The actual data on the prevalence of GvHD across different regions also needs to be collected by various centers treating and monitoring allo-HSCT, with special emphasis on ocular manifestations, to have an improved understanding of the disease. The current study in this issue  has successfully attempted to characterize the ocular surface in patients who had undergone allo-HSCT in their center, using simple and easily available clinical tests like Schirmer's test, ocular surface disease index (OSDI) scoring, oxford scale for corneal staining with fluorescein eye drops, and tear film break up time (TBUT). The combination of these tests could be a useful screening tool for ocular GvHD. Further, the use of conjunctival impression cytology technique to chart CD8 + lymphocytes in these patients was also done and compared to control eyes. These could potentially be used as biomarkers of inflammatory activity to modify topical and systemic therapy.

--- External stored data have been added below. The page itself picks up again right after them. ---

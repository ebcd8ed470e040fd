//! Page retrieval for the configured sources.
//!
//! One GET per source per run, with a browser `User-Agent` (some sites turn
//! away default client identities) and a fixed per-request timeout. There is
//! no retry: a failed attempt is final for that source in that run.

use reqwest::Client;
use reqwest::header::USER_AGENT;
use std::time::{Duration, Instant};
use thiserror::Error;
use tracing::{debug, info, instrument, warn};

use crate::utils::truncate_for_log;

/// Why a page could not be retrieved.
#[derive(Debug, Error)]
pub enum FetchError {
    /// The server answered with a non-2xx status.
    #[error("HTTP status {0}")]
    HttpStatus(u16),
    /// Connection, DNS, TLS, timeout or body-read failure.
    #[error("{0}")]
    Transport(String),
}

impl From<reqwest::Error> for FetchError {
    fn from(e: reqwest::Error) -> Self {
        if e.is_timeout() {
            FetchError::Transport(format!("request timed out: {e}"))
        } else {
            FetchError::Transport(e.to_string())
        }
    }
}

/// A successfully downloaded page.
#[derive(Debug, Clone)]
pub struct RawPage {
    pub url: String,
    pub status: u16,
    pub body: String,
}

/// Build the HTTP client shared by the fetcher and the notifier.
///
/// Timeouts are applied per request so each caller controls its own budget.
pub fn build_client() -> Result<Client, reqwest::Error> {
    Client::builder()
        .connect_timeout(Duration::from_secs(10))
        .build()
}

/// Fetch a single page.
///
/// # Errors
///
/// - [`FetchError::HttpStatus`] for any non-2xx response
/// - [`FetchError::Transport`] for everything that prevents a response body
///   from arriving within `timeout`
#[instrument(level = "info", skip_all, fields(%url))]
pub async fn fetch(
    client: &Client,
    url: &str,
    user_agent: &str,
    timeout: Duration,
) -> Result<RawPage, FetchError> {
    let t0 = Instant::now();
    let resp = client
        .get(url)
        .header(USER_AGENT, user_agent)
        .timeout(timeout)
        .send()
        .await?;

    let status = resp.status();
    if !status.is_success() {
        warn!(status = status.as_u16(), "Source answered with an error status");
        return Err(FetchError::HttpStatus(status.as_u16()));
    }

    let body = resp.text().await?;
    info!(
        status = status.as_u16(),
        bytes = body.len(),
        elapsed_ms = t0.elapsed().as_millis() as u64,
        "Fetched page"
    );
    debug!(body = %truncate_for_log(&body, 300), "Page preview");

    Ok(RawPage {
        url: url.to_string(),
        status: status.as_u16(),
        body,
    })
}
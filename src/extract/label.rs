//! Label matchers, tried in order against the page's visible text.
//!
//! Phrase matchers capture whatever word the page uses; only the last
//! matcher is limited to the five canonical zone names. Captures are
//! title-cased before they are returned.

use once_cell::sync::Lazy;
use regex::Regex;

use crate::models::Mood;
use crate::utils::title_case;

/// A named label matcher.
pub struct LabelMatcher {
    pub name: &'static str,
    pub find: fn(&str) -> Option<String>,
}

/// The label cascade, highest precedence first.
pub const LABEL_MATCHERS: &[LabelMatcher] = &[
    LabelMatcher {
        name: "zone_phrase",
        find: zone_phrase,
    },
    LabelMatcher {
        name: "market_is_in",
        find: market_is_in,
    },
    LabelMatcher {
        name: "sentiment_colon",
        find: sentiment_colon,
    },
    LabelMatcher {
        name: "canonical_label",
        find: canonical_label,
    },
];

// "MMI is in the greed zone", "Market is in the extreme fear zone"
static ZONE_PHRASE: Lazy<Regex> = Lazy::new(|| {
    Regex::new(r"(?i)\bis\s+in\s+(?:the\s+)?(extreme\s+[a-z]+|[a-z]+)\s+zone\b").unwrap()
});

static MARKET_IS_IN: Lazy<Regex> = Lazy::new(|| {
    Regex::new(r"(?i)\bMarket\s+is\s+in\s+(?:the\s+)?(extreme\s+[a-z]+|[a-z]+)\b").unwrap()
});

static SENTIMENT_COLON: Lazy<Regex> = Lazy::new(|| {
    Regex::new(r"(?i)\bSentiment\s*:\s*(extreme\s+[a-z]+|[a-z]+)\b").unwrap()
});

// Same order as Mood::BY_SPECIFICITY.
static CANONICAL: Lazy<Vec<(Mood, Regex)>> = Lazy::new(|| {
    Mood::BY_SPECIFICITY
        .into_iter()
        .map(|mood| {
            let pattern = format!(r"\b{}\b", mood.as_str().replace(' ', r"\s+"));
            (mood, Regex::new(&pattern).unwrap())
        })
        .collect()
});

fn capture(re: &Regex, text: &str) -> Option<String> {
    re.captures(text)
        .and_then(|caps| caps.get(1))
        .map(|m| title_case(m.as_str()))
}

fn zone_phrase(text: &str) -> Option<String> {
    capture(&ZONE_PHRASE, text)
}

fn market_is_in(text: &str) -> Option<String> {
    capture(&MARKET_IS_IN, text)
}

fn sentiment_colon(text: &str) -> Option<String> {
    capture(&SENTIMENT_COLON, text)
}

fn canonical_label(text: &str) -> Option<String> {
    CANONICAL
        .iter()
        .find(|(_, re)| re.is_match(text))
        .map(|(mood, _)| mood.as_str().to_string())
}

/// Run the cascade. Returns the winning matcher's name alongside the label.
pub fn find_label(text: &str) -> Option<(&'static str, String)> {
    LABEL_MATCHERS
        .iter()
        .find_map(|m| (m.find)(text).map(|label| (m.name, label)))
}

As ophthalmologists, we should be aware of the ocular manifestations of GvHD and start treatment at the earliest sign of the disease. We should promptly warn the treating transplant specialist regarding the onset or worsening of subtle signs such as dry eye disease as it could be the first manifestation of GvHD. This will ensure that the crucial window of opportunity in such cases is not missed and prompt systemic treatment is initiated. Networking of local ophthalmologists and transplant physicians should be encouraged.
It is important that patients are referred early, because the lacrimal gland damage and dry eye disease can be irreversible. We strongly recommend that the ophthalmologist and immunologist should work together in deciding the dose and duration of systemic immunosuppression. If lacrimal secretion is salvageable, then systemic immunosuppression should not be stopped.
Further, the patients undergoing the HSCT must be counseled accordingly and should be made aware of the symptoms they should watch out for and seek immediate medical advice. All these steps will definitely help in improving the long-term graft survival and have a positive impact on the quality of life of these patients.